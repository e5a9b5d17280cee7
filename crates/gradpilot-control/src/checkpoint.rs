//! Checkpoint persistence.
//!
//! A checkpoint is one JSON document holding everything needed to rebuild a
//! policy exactly: vehicle name and dimensions, controller configuration,
//! input normalizer and the named parameter tensors.

use std::fs;
use std::path::Path;

use gradpilot_model::Dynamics;
use serde::{Deserialize, Serialize};

use crate::controller::{ControllerConfig, Policy};
use crate::error::{ControlError, Result};
use crate::normalizer::Normalizer;
use crate::params::ParamStore;

/// Training provenance stored next to the parameters.
#[derive(Debug, Clone, Default, PartialEq, Serialize, Deserialize)]
#[serde(default)]
pub struct CheckpointMeta {
    pub iterations: usize,
    pub level: usize,
    pub train_loss: Option<f64>,
    pub eval_rmse: Option<f64>,
    pub eval_failures: Option<usize>,
}

#[derive(Debug, Clone, PartialEq, Serialize, Deserialize)]
pub struct Checkpoint {
    pub vehicle: String,
    pub state_dim: usize,
    pub control_dim: usize,
    pub controller: ControllerConfig,
    pub normalizer: Normalizer,
    pub params: ParamStore,
    #[serde(default)]
    pub meta: CheckpointMeta,
}

impl Checkpoint {
    pub fn new(policy: &Policy, params: &ParamStore, meta: CheckpointMeta) -> Self {
        Self {
            vehicle: policy.vehicle().to_string(),
            state_dim: policy.state_dim(),
            control_dim: policy.control_dim(),
            controller: policy.config().clone(),
            normalizer: policy.normalizer().clone(),
            params: params.clone(),
            meta,
        }
    }

    pub fn save(&self, path: impl AsRef<Path>) -> Result<()> {
        let path = path.as_ref();
        if let Some(dir) = path.parent().filter(|d| !d.as_os_str().is_empty()) {
            fs::create_dir_all(dir)?;
        }
        fs::write(path, serde_json::to_string_pretty(self)?)?;
        Ok(())
    }

    pub fn load(path: impl AsRef<Path>) -> Result<Self> {
        let text = fs::read_to_string(path)?;
        Ok(serde_json::from_str(&text)?)
    }

    /// Rebuild the policy for `dynamics`, failing loudly on any mismatch.
    pub fn restore<D: Dynamics>(&self, dynamics: &D) -> Result<(Policy, ParamStore)> {
        if self.vehicle != dynamics.name() {
            return Err(ControlError::ArchitectureMismatch(format!(
                "checkpoint is for '{}', not '{}'",
                self.vehicle,
                dynamics.name()
            )));
        }
        if self.state_dim != dynamics.state_dim() || self.control_dim != dynamics.control_dim() {
            return Err(ControlError::ArchitectureMismatch(format!(
                "checkpoint dimensions {}x{} differ from vehicle {}x{}",
                self.state_dim,
                self.control_dim,
                dynamics.state_dim(),
                dynamics.control_dim()
            )));
        }
        let mut policy = Policy::new(self.controller.clone(), dynamics)?;
        policy.set_normalizer(self.normalizer.clone())?;
        policy.check_params(&self.params)?;
        Ok((policy, self.params.clone()))
    }
}

#[cfg(test)]
mod tests {
    use super::*;
    use gradpilot_vehicles::{CartPole, Quadrotor};
    use rand::SeedableRng;
    use rand::rngs::StdRng;

    fn trained() -> (Policy, ParamStore) {
        let cp = CartPole::default();
        let mut policy = Policy::new(ControllerConfig::default(), &cp).unwrap();
        let params = policy.initialize(&mut StdRng::seed_from_u64(11)).unwrap();
        let samples: Vec<Vec<f64>> = (0..10)
            .map(|i| {
                let s = [0.1 * i as f64, 0.0, 0.02 * i as f64, -0.1];
                policy.features(&s, &[vec![0.0; 4]])
            })
            .collect();
        policy.set_normalizer(Normalizer::fit(&samples, 0.1).unwrap()).unwrap();
        (policy, params)
    }

    #[test]
    fn test_roundtrip_gives_identical_controls() {
        let (policy, params) = trained();
        let dir = tempfile::tempdir().unwrap();
        let path = dir.path().join("nested").join("ckpt.json");
        Checkpoint::new(&policy, &params, CheckpointMeta::default())
            .save(&path)
            .unwrap();

        let loaded = Checkpoint::load(&path).unwrap();
        let (restored, restored_params) = loaded.restore(&CartPole::default()).unwrap();
        assert_eq!(restored_params, params);

        let window = vec![vec![0.2, 0.0, 0.0, 0.0], vec![0.3, 0.1, 0.0, 0.0]];
        for s in [[0.0, 0.0, 0.05, 0.0], [1.3, -0.4, -0.2, 0.7]] {
            let a = policy.act(&params, &s, &window).unwrap();
            let b = restored.act(&restored_params, &s, &window).unwrap();
            assert_eq!(a, b);
        }
    }

    #[test]
    fn test_restore_rejects_other_vehicle() {
        let (policy, params) = trained();
        let ckpt = Checkpoint::new(&policy, &params, CheckpointMeta::default());
        assert!(matches!(
            ckpt.restore(&Quadrotor::default()),
            Err(ControlError::ArchitectureMismatch(_))
        ));
    }

    #[test]
    fn test_restore_rejects_tampered_params() {
        let (policy, params) = trained();
        let mut ckpt = Checkpoint::new(&policy, &params, CheckpointMeta::default());
        ckpt.params.get_mut("layer00.bias").unwrap().data.pop();
        assert!(ckpt.restore(&CartPole::default()).is_err());
    }

    #[test]
    fn test_load_missing_file() {
        let dir = tempfile::tempdir().unwrap();
        assert!(matches!(
            Checkpoint::load(dir.path().join("none.json")),
            Err(ControlError::Io(_))
        ));
    }
}
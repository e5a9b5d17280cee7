//! Reference trajectories for gradpilot.
//!
//! Trajectories are generated once (see [`TrajectoryGenerator`]), stored as a
//! named [`TrajectoryCorpus`] with a train/test split, and read back through
//! the [`ReferenceProvider`] interface.

pub mod corpus;
pub mod error;
pub mod generator;
pub mod trajectory;

pub use corpus::{Split, TrajectoryCorpus};
pub use error::{ReferenceError, Result};
pub use generator::TrajectoryGenerator;
pub use trajectory::{ReferenceProvider, Trajectory};
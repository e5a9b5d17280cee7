//! Evaluation of trained controllers.
//!
//! Episodes run the closed loop in plain `f64` on held-out trajectories.
//! Individual diverging episodes are recorded as failed in the
//! [`MetricsReport`]; configuration problems (wrong vehicle, wrong
//! architecture) abort the evaluation.

pub mod error;
pub mod evaluator;
pub mod recorder;
pub mod report;

pub use error::{EvalError, Result};
pub use evaluator::{EvalConfig, Evaluator};
pub use recorder::RolloutRecorder;
pub use report::{EpisodeResult, FailureKind, MetricsReport};
//! Seeded generators for reference trajectories.
//!
//! Rigid-body references carry a consistent attitude: multirotor references
//! tilt the thrust axis along the required acceleration, fixed-wing
//! references bank into turns and pitch up by the trim angle of attack.

use std::f64::consts::TAU;

use gradpilot_math::{GRAVITY, Quat, V3, Vec3};
use gradpilot_vehicles::Vehicle;
use gradpilot_vehicles::rigid::{POS, QUAT, RATE, STATE_DIM, VEL};
use rand::prelude::*;

use crate::corpus::TrajectoryCorpus;
use crate::error::Result;
use crate::trajectory::Trajectory;

/// Procedural trajectory generator with seeded randomness.
pub struct TrajectoryGenerator {
    seed: u64,
    rng: StdRng,
}

impl TrajectoryGenerator {
    /// Create a new generator with the given seed.
    pub fn new(seed: u64) -> Self {
        Self {
            seed,
            rng: StdRng::seed_from_u64(seed),
        }
    }

    pub fn seed(&self) -> u64 {
        self.seed
    }

    /// The same state repeated for `steps + 1` samples.
    pub fn constant(id: &str, state: Vec<f64>, steps: usize, dt: f64) -> Result<Trajectory> {
        Trajectory::new(id, dt, vec![state; steps + 1])
    }

    /// Cart moving smoothly along the rail with the pole upright.
    pub fn cartpole_sweep(&mut self, id: &str, steps: usize, dt: f64) -> Result<Trajectory> {
        let terms: Vec<(f64, f64, f64)> = (0..3)
            .map(|_| {
                (
                    self.rng.gen_range(0.05..0.3),
                    self.rng.gen_range(0.5..2.0),
                    self.rng.gen_range(0.0..TAU),
                )
            })
            .collect();
        let states = (0..=steps)
            .map(|k| {
                let t = k as f64 * dt;
                let (mut x, mut v) = (0.0, 0.0);
                for &(a, w, phi) in &terms {
                    x += a * ((w * t + phi).sin() - phi.sin());
                    v += a * w * (w * t + phi).cos();
                }
                vec![x, v, 0.0, 0.0]
            })
            .collect();
        Trajectory::new(id, dt, states)
    }

    /// Upright cart-pole held at a random rail position.
    pub fn cartpole_hold(&mut self, id: &str, steps: usize, dt: f64) -> Result<Trajectory> {
        let x: f64 = self.rng.gen_range(-0.5..0.5);
        Self::constant(id, vec![x, 0.0, 0.0, 0.0], steps, dt)
    }

    /// Multirotor hovering at a random point.
    pub fn hover(&mut self, id: &str, steps: usize, dt: f64) -> Result<Trajectory> {
        let p = self.random_point();
        let zero = Vec3::zeros();
        Self::constant(id, multirotor_state(&p, &zero, &zero), steps, dt)
    }

    /// Horizontal figure-eight (lemniscate of Gerono) around a random centre.
    pub fn figure_eight(&mut self, id: &str, steps: usize, dt: f64) -> Result<Trajectory> {
        let centre = self.random_point();
        let radius: f64 = self.rng.gen_range(0.5..1.2);
        let period: f64 = self.rng.gen_range(5.0..10.0);
        let phase = self.rng.gen_range(0.0..TAU);
        let w = TAU / period;
        let states = (0..=steps)
            .map(|k| {
                let th = w * k as f64 * dt + phase;
                let p = centre
                    + Vec3::new(
                        radius * (th.sin() - phase.sin()),
                        0.5 * radius * ((2.0 * th).sin() - (2.0 * phase).sin()),
                        0.0,
                    );
                let v = Vec3::new(radius * w * th.cos(), radius * w * (2.0 * th).cos(), 0.0);
                let a = Vec3::new(
                    -radius * w * w * th.sin(),
                    -2.0 * radius * w * w * (2.0 * th).sin(),
                    0.0,
                );
                multirotor_state(&p, &v, &a)
            })
            .collect();
        Trajectory::new(id, dt, states)
    }

    /// Sum-of-sines motion on every axis, starting at a random point.
    pub fn random_smooth(&mut self, id: &str, steps: usize, dt: f64) -> Result<Trajectory> {
        let start = self.random_point();
        // (amplitude, angular frequency, phase) per axis and term.
        let terms: Vec<[(f64, f64, f64); 2]> = (0..3)
            .map(|axis| {
                let max_amp = if axis == 2 { 0.3 } else { 0.8 };
                [(); 2].map(|_| {
                    (
                        self.rng.gen_range(0.1..max_amp),
                        self.rng.gen_range(0.3..1.2),
                        self.rng.gen_range(0.0..TAU),
                    )
                })
            })
            .collect();
        let states = (0..=steps)
            .map(|k| {
                let t = k as f64 * dt;
                let (mut p, mut v, mut a) = (start, Vec3::zeros(), Vec3::zeros());
                for (axis, axis_terms) in terms.iter().enumerate() {
                    for &(amp, w, phi) in axis_terms {
                        p[axis] += amp * ((w * t + phi).sin() - phi.sin());
                        v[axis] += amp * w * (w * t + phi).cos();
                        a[axis] -= amp * w * w * (w * t + phi).sin();
                    }
                }
                multirotor_state(&p, &v, &a)
            })
            .collect();
        Trajectory::new(id, dt, states)
    }

    /// Fixed-wing cruise with gentle coordinated turns and altitude changes.
    pub fn cruise(
        &mut self,
        id: &str,
        steps: usize,
        dt: f64,
        speed: f64,
        alpha: f64,
    ) -> Result<Trajectory> {
        let turns: Vec<(f64, f64, f64)> = (0..2)
            .map(|_| {
                (
                    self.rng.gen_range(0.0..0.25),
                    self.rng.gen_range(0.1..0.6),
                    self.rng.gen_range(0.0..TAU),
                )
            })
            .collect();
        let climb_amp: f64 = self.rng.gen_range(0.0..1.5);
        let climb_w: f64 = self.rng.gen_range(0.1..0.4);
        let mut heading: f64 = self.rng.gen_range(-0.5..0.5);
        let mut p = Vec3::new(0.0, 0.0, self.rng.gen_range(30.0..60.0));

        let mut states = Vec::with_capacity(steps + 1);
        for k in 0..=steps {
            let t = k as f64 * dt;
            let turn_rate: f64 = turns
                .iter()
                .map(|&(b, w, phi)| b * (w * t + phi).sin())
                .sum();
            let climb_rate = climb_amp * climb_w * (climb_w * t).cos();
            let gamma = (climb_rate / speed).clamp(-0.3, 0.3).asin();
            let horizontal = speed * gamma.cos();
            let v = Vec3::new(horizontal * heading.cos(), horizontal * heading.sin(), climb_rate);

            // Left turns (positive rate) bank left-wing-down, a negative roll
            // with y pointing left; nose-up is a negative pitch.
            let roll = -(speed * turn_rate / GRAVITY).atan();
            let q = Quat::from_euler(roll, -(alpha + gamma), heading);
            let rate = q.inverse_rotate(V3::new(0.0, 0.0, turn_rate)).value();
            states.push(rigid_state(&p, &q, &v, &rate));

            p += v * dt;
            heading += turn_rate * dt;
        }
        Trajectory::new(id, dt, states)
    }

    /// A train/test corpus appropriate for `vehicle`.
    ///
    /// Multirotor test trajectories are all figure-eights.
    pub fn corpus(
        &mut self,
        vehicle: &Vehicle,
        n_train: usize,
        n_test: usize,
        steps: usize,
        dt: f64,
    ) -> Result<TrajectoryCorpus> {
        let kind = vehicle.kind();
        let mut make = |split: &str, i: usize| -> Result<Trajectory> {
            let id = format!("{kind}-{split}-{i:03}");
            match vehicle {
                Vehicle::CartPole(_) => {
                    if i % 2 == 0 {
                        self.cartpole_hold(&id, steps, dt)
                    } else {
                        self.cartpole_sweep(&id, steps, dt)
                    }
                }
                Vehicle::Quadrotor(_) if split == "test" => self.figure_eight(&id, steps, dt),
                Vehicle::Quadrotor(_) => match i % 3 {
                    0 => self.hover(&id, steps, dt),
                    1 => self.figure_eight(&id, steps, dt),
                    _ => self.random_smooth(&id, steps, dt),
                },
                Vehicle::FixedWing(fw) => {
                    let (_, _, alpha) = fw.trim();
                    self.cruise(&id, steps, dt, fw.params.cruise_speed, alpha)
                }
            }
        };
        let train = (0..n_train)
            .map(|i| make("train", i))
            .collect::<Result<Vec<_>>>()?;
        let test = (0..n_test)
            .map(|i| make("test", i))
            .collect::<Result<Vec<_>>>()?;
        Ok(TrajectoryCorpus {
            name: format!("{kind}-seed{}", self.seed),
            vehicle: kind.to_string(),
            train,
            test,
        })
    }

    fn random_point(&mut self) -> Vec3 {
        Vec3::new(
            self.rng.gen_range(-1.0..1.0),
            self.rng.gen_range(-1.0..1.0),
            self.rng.gen_range(1.0..2.0),
        )
    }
}

/// Pack a 13-dim rigid-body state.
pub fn rigid_state(p: &Vec3, q: &Quat<f64>, v: &Vec3, rate: &Vec3) -> Vec<f64> {
    let mut s = vec![0.0; STATE_DIM];
    s[POS..QUAT].copy_from_slice(p.as_slice());
    s[QUAT..VEL].copy_from_slice(&q.to_array());
    s[VEL..RATE].copy_from_slice(v.as_slice());
    s[RATE..].copy_from_slice(rate.as_slice());
    s
}

/// Multirotor reference: thrust axis along `a + g·ẑ`, zero yaw, zero rates.
pub fn multirotor_state(p: &Vec3, v: &Vec3, a: &Vec3) -> Vec<f64> {
    let n = (a + Vec3::new(0.0, 0.0, GRAVITY)).normalize();
    // Shortest rotation taking ẑ to n.
    let q = Quat::new(1.0 + n.z, -n.y, n.x, 0.0).normalize();
    rigid_state(p, &q, v, &Vec3::zeros())
}

#[cfg(test)]
mod tests {
    use super::*;
    use approx::assert_relative_eq;
    use gradpilot_model::Dynamics;
    use gradpilot_vehicles::VehicleKind;

    #[test]
    fn test_seeded_generation_is_reproducible() {
        let a = TrajectoryGenerator::new(5).figure_eight("f", 50, 0.02).unwrap();
        let b = TrajectoryGenerator::new(5).figure_eight("f", 50, 0.02).unwrap();
        let c = TrajectoryGenerator::new(6).figure_eight("f", 50, 0.02).unwrap();
        assert_eq!(a, b);
        assert_ne!(a, c);
    }

    #[test]
    fn test_multirotor_attitude_follows_acceleration() {
        let a = Vec3::new(2.0, -1.0, 0.5);
        let s = multirotor_state(&Vec3::zeros(), &Vec3::zeros(), &a);
        let q = Quat::from_slice(&s, QUAT);
        let thrust_axis = q.rotate(V3::new(0.0, 0.0, 1.0)).value();
        let expected = (a + Vec3::new(0.0, 0.0, GRAVITY)).normalize();
        assert!((thrust_axis - expected).norm() < 1e-12);
    }

    #[test]
    fn test_figure_eight_velocity_consistent() {
        let dt = 0.01;
        let t = TrajectoryGenerator::new(1).figure_eight("f", 200, dt).unwrap();
        for k in 1..199 {
            let fd = (t.states[k + 1][POS] - t.states[k - 1][POS]) / (2.0 * dt);
            assert_relative_eq!(fd, t.states[k][VEL], epsilon = 1e-3);
        }
    }

    #[test]
    fn test_cruise_is_level_and_unit() {
        let fw = gradpilot_vehicles::FixedWing::default();
        let (_, _, alpha) = fw.trim();
        let t = TrajectoryGenerator::new(3)
            .cruise("c", 100, 0.02, 12.0, alpha)
            .unwrap();
        for s in &t.states {
            let q = Quat::from_slice(s, QUAT);
            assert_relative_eq!(q.norm_sq(), 1.0, epsilon = 1e-12);
            let speed = Vec3::new(s[VEL], s[VEL + 1], s[VEL + 2]).norm();
            assert_relative_eq!(speed, 12.0, epsilon = 1e-9);
        }
    }

    #[test]
    fn test_corpus_for_every_vehicle() {
        for kind in VehicleKind::ALL {
            let vehicle = Vehicle::default_for(kind);
            let corpus = TrajectoryGenerator::new(9)
                .corpus(&vehicle, 4, 2, 30, 0.02)
                .unwrap();
            assert_eq!(corpus.train.len(), 4);
            assert_eq!(corpus.test.len(), 2);
            corpus.validate(vehicle.name(), vehicle.state_dim()).unwrap();
        }
    }
}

::::::

* WHAT IS EXPECTED:
Nothing but a number is asked for: how many lines of the records contain the word "loaded"?

* EXERCISE RESPONSE:
2